[Stored data]
// [libs/domain/models/src/job.rs]
//! Job entity and job-spec schema.

use std::collections::HashMap;

use chrono::{DateTime, Utc};
use serde::{Deserialize, Serialize};

/// `pending → running → (completed | failed | cancelled)`.
/// `cancelled` is reachable from any non-terminal state.
#[derive(Debug, Clone, Copy, PartialEq, Eq, Serialize, Deserialize)]
#[serde(rename_all = "snake_case")]
pub enum JobStatus {
    Pending,
    Running,
    Completed,
    Failed,
    Cancelled,
}

impl JobStatus {
    pub fn is_terminal(self) -> bool {
        matches!(self, JobStatus::Completed | JobStatus::Failed | JobStatus::Cancelled)
    }
}

impl std::fmt::Display for JobStatus {
    fn fmt(&self, f: &mut std::fmt::Formatter<'_>) -> std::fmt::Result {
        let s = match self {
            JobStatus::Pending => "pending",
            JobStatus::Running => "running",
            JobStatus::Completed => "completed",
            JobStatus::Failed => "failed",
            JobStatus::Cancelled => "cancelled",
        };
        write!(f, "{s}")
    }
}

impl std::str::FromStr for JobStatus {
    type Err = String;

    fn from_str(s: &str) -> Result<Self, Self::Err> {
        match s {
            "pending" => Ok(JobStatus::Pending),
            "running" => Ok(JobStatus::Running),
            "completed" => Ok(JobStatus::Completed),
            "failed" => Ok(JobStatus::Failed),
            "cancelled" => Ok(JobStatus::Cancelled),
            other => Err(format!("unknown job status '{other}'")),
        }
    }
}

/// `options.fetch`.
#[derive(Debug, Clone, Serialize, Deserialize)]
pub struct FetchOptions {
    pub fetch_size: u32,
    pub fetch_workers: u32,
    /// `0` means auto-sized from the tiered table.
    #[serde(default)]
    pub shard_size: u64,
    #[serde(default)]
    pub index_start: u64,
    /// `0` means "current log tree size" — resolved by the caller
    /// (an external STH lookup) before `BulkCreateShards` is called.
    #[serde(default)]
    pub index_end: u64,
}

#[derive(Debug, Clone, Copy, PartialEq, Eq, Serialize, Deserialize)]
#[serde(rename_all = "snake_case")]
pub enum ParseErrorPolicy {
    All,
    Nonfatal,
}

/// `options.match`.
#[derive(Debug, Clone, Default, Serialize, Deserialize)]
pub struct MatchOptions {
    #[serde(default)]
    pub subject_regex: Option<String>,
    #[serde(default)]
    pub issuer_regex: Option<String>,
    #[serde(default)]
    pub serial: Option<String>,
    #[serde(default)]
    pub sct_timestamp: Option<i64>,
    #[serde(default)]
    pub domain_include: Vec<String>,
    #[serde(default)]
    pub domain_exclude: Vec<String>,
    #[serde(default)]
    pub parse_errors: Option<ParseErrorPolicy>,
    #[serde(default)]
    pub validation_errors: bool,
    #[serde(default)]
    pub skip_precerts: bool,
    #[serde(default)]
    pub precerts_only: bool,
    #[serde(default)]
    pub workers: Option<u32>,
}

/// `options.output` — names the ETL pipeline components; the
/// pipeline crate resolves these names to concrete implementations.
#[derive(Debug, Clone, Serialize, Deserialize)]
pub struct OutputOptions {
    #[serde(default)]
    pub chunk_records: Option<u32>,
    #[serde(default)]
    pub chunk_bytes: Option<u64>,
    pub extractor: String,
    #[serde(default)]
    pub extractor_options: HashMap<String, serde_json::Value>,
    pub transformer: String,
    #[serde(default)]
    pub transformer_options: HashMap<String, serde_json::Value>,
    pub sink: String,
    #[serde(default)]
    pub sink_options: HashMap<String, serde_json::Value>,
}

/// Nested `options` object of the job spec.
#[derive(Debug, Clone, Serialize, Deserialize)]
pub struct JobOptions {
    pub fetch: FetchOptions,
    #[serde(default)]
    pub r#match: MatchOptions,
    pub output: OutputOptions,
}

/// A submitted job specification, as validated by `SubmitJob`.
#[derive(Debug, Clone, Serialize, Deserialize)]
pub struct JobSpec {
    pub version: String,
    #[serde(default)]
    pub note: Option<String>,
    pub log_uri: String,
    pub options: JobOptions,
}

#[derive(Debug, thiserror::Error)]
pub enum JobSpecValidationError {
    #[error("job spec is missing required field '{0}'")]
    MissingField(&'static str),
    #[error("job spec field '{field}' must be positive, got {value}")]
    NotPositive { field: &'static str, value: i64 },
    #[error("job spec names an empty '{0}'")]
    EmptyName(&'static str),
}

impl JobSpec {
    /// Mirrors `SubmitJob`'s validation: required version, log URI,
    /// positive fetch size/workers, and named extractor/transformer/sink.
    pub fn validate(&self) -> Result<(), JobSpecValidationError> {
        if self.version.trim().is_empty() {
            return Err(JobSpecValidationError::MissingField("version"));
        }
        if self.log_uri.trim().is_empty() {
            return Err(JobSpecValidationError::MissingField("log_uri"));
        }
        if self.options.fetch.fetch_size == 0 {
            return Err(JobSpecValidationError::NotPositive {
                field: "options.fetch.fetch_size",
                value: self.options.fetch.fetch_size as i64,
            });
        }
        if self.options.fetch.fetch_workers == 0 {
            return Err(JobSpecValidationError::NotPositive {
                field: "options.fetch.fetch_workers",
                value: self.options.fetch.fetch_workers as i64,
            });
        }
        if self.options.output.extractor.trim().is_empty() {
            return Err(JobSpecValidationError::EmptyName("output.extractor"));
        }
        if self.options.output.transformer.trim().is_empty() {
            return Err(JobSpecValidationError::EmptyName("output.transformer"));
        }
        if self.options.output.sink.trim().is_empty() {
            return Err(JobSpecValidationError::EmptyName("output.sink"));
        }
        Ok(())
    }
}

/// Assembled view of a job's sub-keys, returned by `GetJob`/`ListJobs`.
#[derive(Debug, Clone, Serialize, Deserialize)]
pub struct JobInfo {
    pub job_id: String,
    pub spec: JobSpec,
    pub status: JobStatus,
    pub submitted: DateTime<Utc>,
    pub started: Option<DateTime<Utc>>,
    pub completed: Option<DateTime<Utc>>,
    pub cancelled: Option<DateTime<Utc>>,
}

impl JobInfo {
    pub fn is_cancelled(&self) -> bool {
        self.cancelled.is_some()
    }
}

#[cfg(test)]
mod tests {
    use super::*;

    fn sample_spec() -> JobSpec {
        JobSpec {
            version: "0.1.0".into(),
            note: None,
            log_uri: "https://ct.example/log".into(),
            options: JobOptions {
                fetch: FetchOptions {
                    fetch_size: 2,
                    fetch_workers: 1,
                    shard_size: 0,
                    index_start: 0,
                    index_end: 4,
                },
                r#match: MatchOptions::default(),
                output: OutputOptions {
                    chunk_records: None,
                    chunk_bytes: None,
                    extractor: "raw".into(),
                    extractor_options: HashMap::new(),
                    transformer: "passthrough".into(),
                    transformer_options: HashMap::new(),
                    sink: "null".into(),
                    sink_options: HashMap::new(),
                },
            },
        }
    }

    #[test]
    fn valid_spec_passes() {
        assert!(sample_spec().validate().is_ok());
    }

    #[test]
    fn missing_log_uri_is_rejected() {
        let mut spec = sample_spec();
        spec.log_uri = String::new();
        assert!(matches!(
            spec.validate(),
            Err(JobSpecValidationError::MissingField("log_uri"))
        ));
    }

    #[test]
    fn zero_fetch_size_is_rejected() {
        let mut spec = sample_spec();
        spec.options.fetch.fetch_size = 0;
        assert!(spec.validate().is_err());
    }

    #[test]
    fn cancelled_reachable_from_any_non_terminal_status() {
        for status in [JobStatus::Pending, JobStatus::Running] {
            assert!(!status.is_terminal());
        }
        assert!(JobStatus::Cancelled.is_terminal());
    }
}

BRIEF
Give back the records above, character for character.

SOLUTION BELOW
// [libs/domain/models/src/job.rs]
//! Job entity and job-spec schema.

use std::collections::HashMap;

use chrono::{DateTime, Utc};
use serde::{Deserialize, Serialize};

/// `pending → running → (completed | failed | cancelled)`.
/// `cancelled` is reachable from any non-terminal state.
#[derive(Debug, Clone, Copy, PartialEq, Eq, Serialize, Deserialize)]
#[serde(rename_all = "snake_case")]
pub enum JobStatus {
    Pending,
    Running,
    Completed,
    Failed,
    Cancelled,
}

impl JobStatus {
    pub fn is_terminal(self) -> bool {
        matches!(self, JobStatus::Completed | JobStatus::Failed | JobStatus::Cancelled)
    }
}

impl std::fmt::Display for JobStatus {
    fn fmt(&self, f: &mut std::fmt::Formatter<'_>) -> std::fmt::Result {
        let s = match self {
            JobStatus::Pending => "pending",
            JobStatus::Running => "running",
            JobStatus::Completed => "completed",
            JobStatus::Failed => "failed",
            JobStatus::Cancelled => "cancelled",
        };
        write!(f, "{s}")
    }
}

impl std::str::FromStr for JobStatus {
    type Err = String;

    fn from_str(s: &str) -> Result<Self, Self::Err> {
        match s {
            "pending" => Ok(JobStatus::Pending),
            "running" => Ok(JobStatus::Running),
            "completed" => Ok(JobStatus::Completed),
            "failed" => Ok(JobStatus::Failed),
            "cancelled" => Ok(JobStatus::Cancelled),
            other => Err(format!("unknown job status '{other}'")),
        }
    }
}

/// `options.fetch`.
#[derive(Debug, Clone, Serialize, Deserialize)]
pub struct FetchOptions {
    pub fetch_size: u32,
    pub fetch_workers: u32,
    /// `0` means auto-sized from the tiered table.
    #[serde(default)]
    pub shard_size: u64,
    #[serde(default)]
    pub index_start: u64,
    /// `0` means "current log tree size" — resolved by the caller
    /// (an external STH lookup) before `BulkCreateShards` is called.
    #[serde(default)]
    pub index_end: u64,
}

#[derive(Debug, Clone, Copy, PartialEq, Eq, Serialize, Deserialize)]
#[serde(rename_all = "snake_case")]
pub enum ParseErrorPolicy {
    All,
    Nonfatal,
}

/// `options.match`.
#[derive(Debug, Clone, Default, Serialize, Deserialize)]
pub struct MatchOptions {
    #[serde(default)]
    pub subject_regex: Option<String>,
    #[serde(default)]
    pub issuer_regex: Option<String>,
    #[serde(default)]
    pub serial: Option<String>,
    #[serde(default)]
    pub sct_timestamp: Option<i64>,
    #[serde(default)]
    pub domain_include: Vec<String>,
    #[serde(default)]
    pub domain_exclude: Vec<String>,
    #[serde(default)]
    pub parse_errors: Option<ParseErrorPolicy>,
    #[serde(default)]
    pub validation_errors: bool,
    #[serde(default)]
    pub skip_precerts: bool,
    #[serde(default)]
    pub precerts_only: bool,
    #[serde(default)]
    pub workers: Option<u32>,
}

/// `options.output` — names the ETL pipeline components; the
/// pipeline crate resolves these names to concrete implementations.
#[derive(Debug, Clone, Serialize, Deserialize)]
pub struct OutputOptions {
    #[serde(default)]
    pub chunk_records: Option<u32>,
    #[serde(default)]
    pub chunk_bytes: Option<u64>,
    pub extractor: String,
    #[serde(default)]
    pub extractor_options: HashMap<String, serde_json::Value>,
    pub transformer: String,
    #[serde(default)]
    pub transformer_options: HashMap<String, serde_json::Value>,
    pub sink: String,
    #[serde(default)]
    pub sink_options: HashMap<String, serde_json::Value>,
}

/// Nested `options` object of the job spec.
#[derive(Debug, Clone, Serialize, Deserialize)]
pub struct JobOptions {
    pub fetch: FetchOptions,
    #[serde(default)]
    pub r#match: MatchOptions,
    pub output: OutputOptions,
}

/// A submitted job specification, as validated by `SubmitJob`.
#[derive(Debug, Clone, Serialize, Deserialize)]
pub struct JobSpec {
    pub version: String,
    #[serde(default)]
    pub note: Option<String>,
    pub log_uri: String,
    pub options: JobOptions,
}

#[derive(Debug, thiserror::Error)]
pub enum JobSpecValidationError {
    #[error("job spec is missing required field '{0}'")]
    MissingField(&'static str),
    #[error("job spec field '{field}' must be positive, got {value}")]
    NotPositive { field: &'static str, value: i64 },
    #[error("job spec names an empty '{0}'")]
    EmptyName(&'static str),
}

impl JobSpec {
    /// Mirrors `SubmitJob`'s validation: required version, log URI,
    /// positive fetch size/workers, and named extractor/transformer/sink.
    pub fn validate(&self) -> Result<(), JobSpecValidationError> {
        if self.version.trim().is_empty() {
            return Err(JobSpecValidationError::MissingField("version"));
        }
        if self.log_uri.trim().is_empty() {
            return Err(JobSpecValidationError::MissingField("log_uri"));
        }
        if self.options.fetch.fetch_size == 0 {
            return Err(JobSpecValidationError::NotPositive {
                field: "options.fetch.fetch_size",
                value: self.options.fetch.fetch_size as i64,
            });
        }
        if self.options.fetch.fetch_workers == 0 {
            return Err(JobSpecValidationError::NotPositive {
                field: "options.fetch.fetch_workers",
                value: self.options.fetch.fetch_workers as i64,
            });
        }
        if self.options.output.extractor.trim().is_empty() {
            return Err(JobSpecValidationError::EmptyName("output.extractor"));
        }
        if self.options.output.transformer.trim().is_empty() {
            return Err(JobSpecValidationError::EmptyName("output.transformer"));
        }
        if self.options.output.sink.trim().is_empty() {
            return Err(JobSpecValidationError::EmptyName("output.sink"));
        }
        Ok(())
    }
}

/// Assembled view of a job's sub-keys, returned by `GetJob`/`ListJobs`.
#[derive(Debug, Clone, Serialize, Deserialize)]
pub struct JobInfo {
    pub job_id: String,
    pub spec: JobSpec,
    pub status: JobStatus,
    pub submitted: DateTime<Utc>,
    pub started: Option<DateTime<Utc>>,
    pub completed: Option<DateTime<Utc>>,
    pub cancelled: Option<DateTime<Utc>>,
}

impl JobInfo {
    pub fn is_cancelled(&self) -> bool {
        self.cancelled.is_some()
    }
}

#[cfg(test)]
mod tests {
    use super::*;

    fn sample_spec() -> JobSpec {
        JobSpec {
            version: "0.1.0".into(),
            note: None,
            log_uri: "https://ct.example/log".into(),
            options: JobOptions {
                fetch: FetchOptions {
                    fetch_size: 2,
                    fetch_workers: 1,
                    shard_size: 0,
                    index_start: 0,
                    index_end: 4,
                },
                r#match: MatchOptions::default(),
                output: OutputOptions {
                    chunk_records: None,
                    chunk_bytes: None,
                    extractor: "raw".into(),
                    extractor_options: HashMap::new(),
                    transformer: "passthrough".into(),
                    transformer_options: HashMap::new(),
                    sink: "null".into(),
                    sink_options: HashMap::new(),
                },
            },
        }
    }

    #[test]
    fn valid_spec_passes() {
        assert!(sample_spec().validate().is_ok());
    }

    #[test]
    fn missing_log_uri_is_rejected() {
        let mut spec = sample_spec();
        spec.log_uri = String::new();
        assert!(matches!(
            spec.validate(),
            Err(JobSpecValidationError::MissingField("log_uri"))
        ));
    }

    #[test]
    fn zero_fetch_size_is_rejected() {
        let mut spec = sample_spec();
        spec.options.fetch.fetch_size = 0;
        assert!(spec.validate().is_err());
    }

    #[test]
    fn cancelled_reachable_from_any_non_terminal_status() {
        for status in [JobStatus::Pending, JobStatus::Running] {
            assert!(!status.is_terminal());
        }
        assert!(JobStatus::Cancelled.is_terminal());
    }
}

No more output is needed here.